Once a business gets operational, the most difficult challenge for a small business owner is managing the money.
While starting your business, you might have secured good seed capital, but the challenge lies in how well you are going to protect and make use of the money. There are a lot of instances where you’ll be making unnecessary investments or spend excessively. And when there is no good money management strategy, your business will definitely fail.
It’s a common rule for businesses of all sizes, to analyze how much you are earning Vs how much you are spending.
Entrepreneurs and small business owners should be stricter and be obliged to this rule. It’s common sense. During the initial years of your business, you ought to spend less and work more towards generating revenue.
That means you should have more control over your finances and for the reason, your money management practices should be good.
What are some of the Best Money Management Strategies for your Small Business?
Table of Contents
Prepare a Budget & Stick to It
How will you manage money, when you don’t have an idea about how and why your cash is going out?
Only when you plan your spending, you’ll get a clear idea about how much you can reduce the unnecessary expenses. This planning you do is budgeting. Often, business owners blindly start their business operations without a budget just because their cash reserve is heavy.
They do not mind spending unnecessarily until they face cash problems. By that time they realize this, it’ll be hard for them to trace where exactly their money was spent and how.
It’s obvious you cannot reverse your actions.
However, you can plan your actions and avoid such consequences.
Now, remember this carefully. Know that this formula will materialize only when you stay within the budget.
Creating a Budget ≠Money Management
Tips to stay within Budget
- Don’t use a business credit card, you’ll spend more. Instead, use a business prepaid card.
- Create employee expense policy – (Design) for the T&E program.
- Avoid Impulsive purchases.
Make Cash Flow Management your Top Priority
One of the vital elements to run a business is cash. Basically, under financial terms, a business will deal with two types of cash flow.
- Positive Cash Flow
- Negative Cash Flow
Running a business is not easy, especially, if you have a thin budget. You have to manage between accounts payable and accounts receivables. If your clients/customers are paying you on-time and the sale numbers are good, then your business is experiencing positive cash flow.
With good cash flow, you’ll meet all your accounts payable including paying your vendors/suppliers, utility bills, payroll, and other things. Suppose you did manage to make more money, then you can make some good investments and create an extra financial cushion for bad days.
Now, what happens when your cash management strategy is bad?
There will be a negative cash flow.
I’ll take a simple example.
Suppose your business credit terms are very flexible. For the reason, you have a large customer base and have managed to make some good sales. Your account books definitely show that your sales are good, but in reality, your customers are yet to pay you.
Your accounts receivable is still zero, while your account payable is growing. At this rate, either you have to take a loan or seek funds from external resources.
Tips for good cash flow management
- Invoice your customers soon after you give a service.

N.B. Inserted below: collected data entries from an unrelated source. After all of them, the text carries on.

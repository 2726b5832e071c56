//! End-to-end monitor tests
//!
//! Drives the orchestrator through its public API with a scripted GitHub.

use chrono::Utc;
use pr_monitor::github::mock::{notification_page, other_notification, pr_notification, pull_request, review};
use pr_monitor::github::{ClientPool, MockCall, MockGitHub};
use pr_monitor::monitor::{Monitor, MonitorSettings};
use pr_monitor::recheck::{RecheckSchedule, RecheckTier};
use pr_monitor::scheduler::{OperatingMode, Priority, RepoPriorityConfig};
use pr_monitor::store::{PrKey, PrStore, RecheckTask, state_keys};
use std::sync::Arc;
use std::time::Duration;
use tempfile::TempDir;

const CORE: &str = "acme/core";
const DOCS: &str = "acme/docs";

fn settings(temp: &TempDir) -> MonitorSettings {
    let repos = vec![
        RepoPriorityConfig::new(CORE, Priority::High, Duration::from_millis(200)),
        RepoPriorityConfig::new(DOCS, Priority::Low, Duration::from_secs(3600)),
    ];
    let mut settings = MonitorSettings::new(temp.path(), vec!["dev".to_string()], repos);
    settings.username = Some("me".to_string());
    settings.tiered = true;
    settings.full_refresh_interval = Duration::from_secs(3600);
    settings.notification_interval = Some(Duration::from_millis(30));
    settings.scheduler_tick = Duration::from_millis(20);
    settings.recheck_schedule = RecheckSchedule::new(vec![RecheckTier::new(3, Duration::from_millis(40))]);
    settings
}

fn open(temp: &TempDir, mock: &Arc<MockGitHub>) -> Monitor {
    Monitor::open(settings(temp), ClientPool::with_default(mock.clone())).unwrap()
}

/// Poll `cond` until it holds or two seconds pass.
async fn wait_for(mut cond: impl FnMut() -> bool) -> bool {
    for _ in 0..200 {
        if cond() {
            return true;
        }
        tokio::time::sleep(Duration::from_millis(10)).await;
    }
    cond()
}

#[tokio::test]
async fn test_notification_mode_end_to_end() {
    let temp = TempDir::new().unwrap();
    let mock = Arc::new(MockGitHub::new());
    mock.add_pull(CORE, pull_request(1, "dev"));
    let monitor = open(&temp, &mock);

    assert_eq!(monitor.start().await.unwrap(), OperatingMode::NotificationDriven);

    // cleanup then the startup sweep
    assert!(wait_for(|| monitor.active_prs().len() == 1).await);
    assert_eq!(mock.count_calls(|c| matches!(c, MockCall::MarkAllRead)), 1);

    // a new PR arrives through notifications
    mock.add_pull(CORE, pull_request(2, "dev"));
    mock.push_notifications(notification_page(
        vec![pr_notification("t-2", CORE, 2), other_notification("t-x", CORE, "Issue")],
        Some("Wed, 01 Jan 2025 00:00:00 GMT"),
        None,
        None,
    ));
    assert!(wait_for(|| monitor.active_prs().len() == 2).await);
    assert!(wait_for(|| mock.marked_read().len() == 2).await);

    let keys: Vec<String> = monitor.active_prs().iter().map(|p| p.key().to_string()).collect();
    assert_eq!(keys, vec!["acme/core#1", "acme/core#2"]);

    let store = &monitor.context().store;
    assert_eq!(
        store.get_state(state_keys::NOTIFICATIONS_LAST_MODIFIED).unwrap().as_deref(),
        Some("Wed, 01 Jan 2025 00:00:00 GMT")
    );

    // approval arrives; the next notification resolves the PR
    mock.set_reviews(CORE, 2, vec![review("me", "APPROVED", Utc::now())]);
    mock.push_notifications(notification_page(vec![pr_notification("t-3", CORE, 2)], None, None, None));
    assert!(wait_for(|| monitor.active_prs().len() == 1).await);

    monitor.stop();
}

#[tokio::test]
async fn test_cleanup_runs_once_across_restarts() {
    let temp = TempDir::new().unwrap();
    let mock = Arc::new(MockGitHub::new());

    {
        let monitor = open(&temp, &mock);
        monitor.start().await.unwrap();
        assert!(wait_for(|| mock.count_calls(|c| matches!(c, MockCall::MarkAllRead)) == 1).await);
        monitor.stop();
    }

    let monitor = open(&temp, &mock);
    monitor.start().await.unwrap();
    tokio::time::sleep(Duration::from_millis(100)).await;
    assert_eq!(mock.count_calls(|c| matches!(c, MockCall::MarkAllRead)), 1);
    monitor.stop();
}

#[tokio::test]
async fn test_priority_fallback_polls_due_repos() {
    let temp = TempDir::new().unwrap();
    let mock = Arc::new(MockGitHub::new());
    mock.deny_notifications(403);
    mock.add_pull(CORE, pull_request(1, "dev"));
    mock.add_pull(DOCS, pull_request(9, "dev"));
    let monitor = open(&temp, &mock);

    assert_eq!(monitor.start().await.unwrap(), OperatingMode::PriorityTiered);
    assert!(wait_for(|| monitor.active_prs().len() == 2).await);

    // the high tier keeps being polled; the hour-long low tier only had the
    // start-up sweep
    let core_polls = |m: &MockGitHub| m.count_calls(|c| matches!(c, MockCall::ListOpenPulls(r) if r == CORE));
    let docs_polls = |m: &MockGitHub| m.count_calls(|c| matches!(c, MockCall::ListOpenPulls(r) if r == DOCS));
    assert!(wait_for(|| core_polls(mock.as_ref()) >= 3).await);
    assert_eq!(docs_polls(mock.as_ref()), 1);

    monitor.stop();
}

#[tokio::test]
async fn test_sweep_failure_keeps_other_repo() {
    let temp = TempDir::new().unwrap();
    let mock = Arc::new(MockGitHub::new());
    mock.add_pull(CORE, pull_request(1, "dev"));
    mock.add_pull(DOCS, pull_request(9, "dev"));
    let monitor = open(&temp, &mock);

    assert_eq!(monitor.refresh_now().await.needing_attention, 2);

    mock.fail_repo(DOCS);
    mock.remove_pull(CORE, 1);
    let report = monitor.refresh_now().await;
    assert_eq!(report.failed, vec![DOCS.to_string()]);

    let keys: Vec<PrKey> = monitor.active_prs().iter().map(|p| p.key()).collect();
    assert_eq!(keys, vec![PrKey::new(DOCS, 9)]);
}

#[tokio::test]
async fn test_ignore_survives_restart() {
    let temp = TempDir::new().unwrap();
    let mock = Arc::new(MockGitHub::new());
    mock.add_pull(CORE, pull_request(1, "dev"));
    mock.add_pull(CORE, pull_request(2, "dev"));

    {
        let monitor = open(&temp, &mock);
        monitor.refresh_now().await;
        monitor.ignore(&PrKey::new(CORE, 1)).unwrap();
        assert_eq!(monitor.active_prs().len(), 1);
    }

    let monitor = open(&temp, &mock);
    assert_eq!(monitor.active_prs().len(), 1);
    monitor.refresh_now().await;
    assert_eq!(monitor.active_prs()[0].number, 2);
    assert_eq!(monitor.ignored_count().unwrap(), 1);
}

#[tokio::test]
async fn test_opened_pr_rechecks_until_resolved() {
    let temp = TempDir::new().unwrap();
    let mock = Arc::new(MockGitHub::new());
    mock.add_pull(CORE, pull_request(1, "dev"));
    let monitor = open(&temp, &mock);
    monitor.refresh_now().await;

    let record = monitor.active_prs().remove(0);
    assert!(monitor.opened_pr(&record).unwrap());

    mock.set_reviews(CORE, 1, vec![review("me", "APPROVED", Utc::now())]);
    assert!(wait_for(|| monitor.active_prs().is_empty()).await);
    assert!(wait_for(|| monitor.rechecks().active_workers() == 0).await);
    assert!(monitor.context().store.get_recheck_task(&record.key()).unwrap().is_none());
}

#[tokio::test]
async fn test_expired_recheck_finishes_on_startup() {
    let temp = TempDir::new().unwrap();
    let mock = Arc::new(MockGitHub::new());
    mock.add_pull(CORE, pull_request(1, "dev"));
    let key = PrKey::new(CORE, 1);

    {
        let store = PrStore::open(temp.path()).unwrap();
        let started = Utc::now() - chrono::Duration::minutes(90);
        store.add_recheck_task(&RecheckTask::new(&key, started)).unwrap();
    }

    let monitor = open(&temp, &mock);
    monitor.start().await.unwrap();

    assert!(monitor.context().store.get_recheck_task(&key).unwrap().is_none());
    assert_eq!(mock.get_pull_calls(CORE, 1), 1);
    monitor.stop();
}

- Automate the process, so you can remind them and get paid early.
- Negotiate flexible terms with your vendors/supplier.
- Avoid giving huge credit terms to every customer.

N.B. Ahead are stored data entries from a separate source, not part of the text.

use clap::Parser;
use colored::*;
use eyre::{Context, Result};
use log::info;
use pr_monitor::monitor::Monitor;
use pr_monitor::store::{PrKey, PullRequestRecord};
use std::fs;
use std::path::PathBuf;

mod cli;
mod config;

use cli::Cli;
use cli::commands::Commands;
use config::Config;

fn setup_logging(verbose: bool) -> Result<()> {
    // Create log directory
    let log_dir = dirs::data_local_dir()
        .unwrap_or_else(|| PathBuf::from("."))
        .join("pr-monitor")
        .join("logs");

    fs::create_dir_all(&log_dir).context("Failed to create log directory")?;

    let log_file = log_dir.join("pr-monitor.log");

    // Setup env_logger with file output
    let target = Box::new(
        fs::OpenOptions::new()
            .create(true)
            .append(true)
            .open(&log_file)
            .context("Failed to open log file")?,
    );

    let default_level = if verbose { "debug" } else { "info" };
    env_logger::Builder::from_env(env_logger::Env::default().default_filter_or(default_level))
        .target(env_logger::Target::Pipe(target))
        .init();

    info!("Logging initialized, writing to: {}", log_file.display());
    Ok(())
}

fn parse_key(raw: &str) -> Result<PrKey> {
    raw.parse::<PrKey>()
        .context(format!("Expected a PR key like owner/repo#42, got {:?}", raw))
}

fn print_prs(monitor: &Monitor) -> Result<()> {
    let prs = monitor.active_prs();
    let ignored = monitor.ignored_count()?;
    let muted = monitor.muted_count()?;

    if prs.is_empty() {
        println!("{}", "Nothing needs your attention".green());
    } else {
        println!("{}", format!("{} PRs need attention", prs.len()).bold());
        for pr in &prs {
            print_pr(pr);
        }
    }
    if ignored + muted > 0 {
        println!("{}", format!("({} ignored, {} muted)", ignored, muted).dimmed());
    }
    Ok(())
}

fn print_pr(pr: &PullRequestRecord) {
    let label = if pr.needs_reapproval {
        pr.status_label().yellow()
    } else {
        pr.status_label().cyan()
    };
    println!("  {} {} [{}] by {}", pr.key().to_string().bold(), pr.title, label, pr.author);
    println!("    {}", pr.url.dimmed());
}

async fn run_monitor(monitor: &Monitor, recheck: Option<PrKey>) -> Result<()> {
    let mode = monitor.start().await.context("Failed to start monitor")?;
    println!("{} {}", "Monitoring in".green(), mode.to_string().bold());

    if let Some(key) = recheck {
        monitor.recheck(&key).context("Failed to schedule recheck")?;
        println!("{} {}", "Rechecking:".green(), key);
    }

    print_prs(monitor)?;
    let mut changes = monitor.subscribe();
    loop {
        tokio::select! {
            changed = changes.changed() => {
                if changed.is_err() {
                    break;
                }
                print_prs(monitor)?;
            }
            _ = tokio::signal::ctrl_c() => {
                println!("{}", "Stopping...".yellow());
                break;
            }
        }
    }

    monitor.stop();
    Ok(())
}

async fn run_application(cli: &Cli, config: &Config) -> Result<()> {
    info!("Starting application");

    if cli.is_verbose() {
        println!("{}", "Verbose mode enabled".yellow());
    }

    config.validate().context("Invalid configuration")?;
    let monitor = Monitor::open(config.monitor_settings(), config.client_pool()?).context("Failed to open store")?;

    match cli.command.clone().unwrap_or(Commands::Run) {
        Commands::Run => run_monitor(&monitor, None).await,
        Commands::Recheck { key } => run_monitor(&monitor, Some(parse_key(&key)?)).await,
        Commands::List => print_prs(&monitor),
        Commands::Ignore { key } => {
            let key = parse_key(&key)?;
            monitor.ignore(&key)?;
            println!("{} {}", "Ignored:".yellow(), key);
            Ok(())
        }
        Commands::Mute { key } => {
            let key = parse_key(&key)?;
            monitor.mute(&key)?;
            println!("{} {}", "Muted:".yellow(), key);
            Ok(())
        }
        Commands::ClearIgnored => {
            let cleared = monitor.clear_ignored().await?;
            println!("{} {} ignored PRs", "Cleared".green(), cleared);
            print_prs(&monitor)
        }
        Commands::ClearMuted => {
            let cleared = monitor.clear_muted().await?;
            println!("{} {} muted PRs", "Cleared".green(), cleared);
            print_prs(&monitor)
        }
    }
}

#[tokio::main]
async fn main() -> Result<()> {
    // Parse CLI arguments
    let cli = Cli::parse();

    // Setup logging first
    setup_logging(cli.is_verbose()).context("Failed to setup logging")?;

    // Load configuration
    let config = Config::load(cli.config.as_ref()).context("Failed to load configuration")?;

    info!("Starting with config from: {:?}", cli.config);

    // Run the main application logic
    run_application(&cli, &config).await.context("Application failed")?;

    Ok(())
}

Separate your Personal & Business Finances
What will be the consequence when you make personal purchases from your business finances?
What happens when you make this a practice?

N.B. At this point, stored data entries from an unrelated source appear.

//! Single-PR re-evaluation shared by the notification poller and rechecks.

use log::debug;

use crate::context::MonitorContext;
use crate::error::Result;
use crate::github::{GitHubApi, PullRequest};
use crate::review::{ReviewState, check_review_status};
use crate::store::{PrKey, PullRequestRecord};

/// What re-evaluating a PR did to the store.
#[derive(Debug, Clone, Copy, PartialEq, Eq)]
pub enum PullOutcome {
    /// Upserted with these flags
    NeedsAttention(ReviewState),
    /// Closed, draft or by an untracked author; record removed
    Untracked,
    /// Fully reviewed; record removed
    Resolved,
}

impl PullOutcome {
    /// No further polling is needed for this PR.
    pub fn is_terminal(&self) -> bool {
        !matches!(self, PullOutcome::NeedsAttention(_))
    }
}

/// Classify a freshly fetched PR and write the result to the store.
///
/// The caller decides whether the PR should be looked at at all (ignored,
/// muted); this only applies the tracked-pull filter and the classifier.
pub async fn evaluate_pull(
    ctx: &MonitorContext,
    client: &dyn GitHubApi,
    repo: &str,
    pr: &PullRequest,
) -> Result<PullOutcome> {
    let key = PrKey::new(repo, pr.number);

    if !ctx.tracking.is_tracked_pull(pr) {
        debug!("{} is closed, draft or untracked; removing", key);
        ctx.store.remove_pr(&key)?;
        return Ok(PullOutcome::Untracked);
    }

    let state = check_review_status(client, repo, pr).await;
    if state.needs_attention() {
        ctx.store.upsert_pr(&PullRequestRecord::from_pull(repo, pr, state))?;
        Ok(PullOutcome::NeedsAttention(state))
    } else {
        ctx.store.remove_pr(&key)?;
        Ok(PullOutcome::Resolved)
    }
}

#[cfg(test)]
mod tests {
    use super::*;
    use crate::context::Tracking;
    use crate::github::mock::{pull_request, review};
    use crate::github::{ClientPool, MockGitHub};
    use crate::store::PrStore;
    use chrono::Utc;
    use std::sync::Arc;
    use tempfile::TempDir;

    const REPO: &str = "acme/widgets";

    fn create_context(mock: Arc<MockGitHub>) -> (MonitorContext, TempDir) {
        let temp = TempDir::new().unwrap();
        let store = Arc::new(PrStore::open(temp.path()).unwrap());
        let tracking = Tracking::new(vec![REPO.to_string()], &["dev".to_string()], 3);
        (MonitorContext::new(store, ClientPool::with_default(mock), tracking), temp)
    }

    #[tokio::test]
    async fn test_needs_review_is_upserted() {
        let mock = Arc::new(MockGitHub::new());
        let (ctx, _temp) = create_context(mock.clone());
        let pr = pull_request(7, "dev");

        let outcome = evaluate_pull(&ctx, mock.as_ref(), REPO, &pr).await.unwrap();
        assert_eq!(outcome, PullOutcome::NeedsAttention(ReviewState::NEEDS_REVIEW));
        assert!(!outcome.is_terminal());
        assert!(ctx.store.get_pr(&PrKey::new(REPO, 7)).unwrap().is_some());
    }

    #[tokio::test]
    async fn test_closed_pr_is_removed() {
        let mock = Arc::new(MockGitHub::new());
        let (ctx, _temp) = create_context(mock.clone());

        let mut pr = pull_request(7, "dev");
        evaluate_pull(&ctx, mock.as_ref(), REPO, &pr).await.unwrap();

        pr.state = "closed".to_string();
        let outcome = evaluate_pull(&ctx, mock.as_ref(), REPO, &pr).await.unwrap();
        assert_eq!(outcome, PullOutcome::Untracked);
        assert!(ctx.store.get_pr(&PrKey::new(REPO, 7)).unwrap().is_none());
    }

    #[tokio::test]
    async fn test_resolved_pr_is_removed() {
        let mock = Arc::new(MockGitHub::new());
        let (ctx, _temp) = create_context(mock.clone());
        let pr = pull_request(7, "dev");
        evaluate_pull(&ctx, mock.as_ref(), REPO, &pr).await.unwrap();

        mock.set_reviews(REPO, 7, vec![review("alice", "APPROVED", Utc::now())]);
        let outcome = evaluate_pull(&ctx, mock.as_ref(), REPO, &pr).await.unwrap();
        assert_eq!(outcome, PullOutcome::Resolved);
        assert!(outcome.is_terminal());
        assert!(ctx.store.get_pr(&PrKey::new(REPO, 7)).unwrap().is_none());
    }

    #[tokio::test]
    async fn test_muted_flag_survives_reclassification() {
        let mock = Arc::new(MockGitHub::new());
        let (ctx, _temp) = create_context(mock.clone());
        let key = PrKey::new(REPO, 7);
        ctx.store.set_muted(&key, true).unwrap();

        evaluate_pull(&ctx, mock.as_ref(), REPO, &pull_request(7, "dev"))
            .await
            .unwrap();

        let record = ctx.store.get_pr(&key).unwrap().unwrap();
        assert!(record.muted);
        assert_eq!(record.title, "Change #7");
    }
}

Your business finances will dip and by the time you want to do some work on your financial statements, you’ll be in a complete mess. Creating reports for the tax will be a huge challenge.
Even though you have a sole proprietorship, you should keep your personal and business finances separate. In case, you come under IRS auditing, you’ll face lesser complications dealing with the situation.
Apart from all these complications, when you do finances in a combined fashion, you’ll struggle to meet your business expenses. Following which, you’ll take expensive loans and add more financial obligations to your growing list.
Tips for sticking to this plan
- Have two different checking accounts.
- Take help of experts. Have your expert team guide you in this matter.
- Use record keeping software exclusively for your business finances.
It’s common to experience profits and losses in businesses. But as a growing business, you should be more financially stable. Your focus should be more on the cash moving in and out of your business.
The more you have control over your business finances; greater will be your chances to grow better in the dynamic market.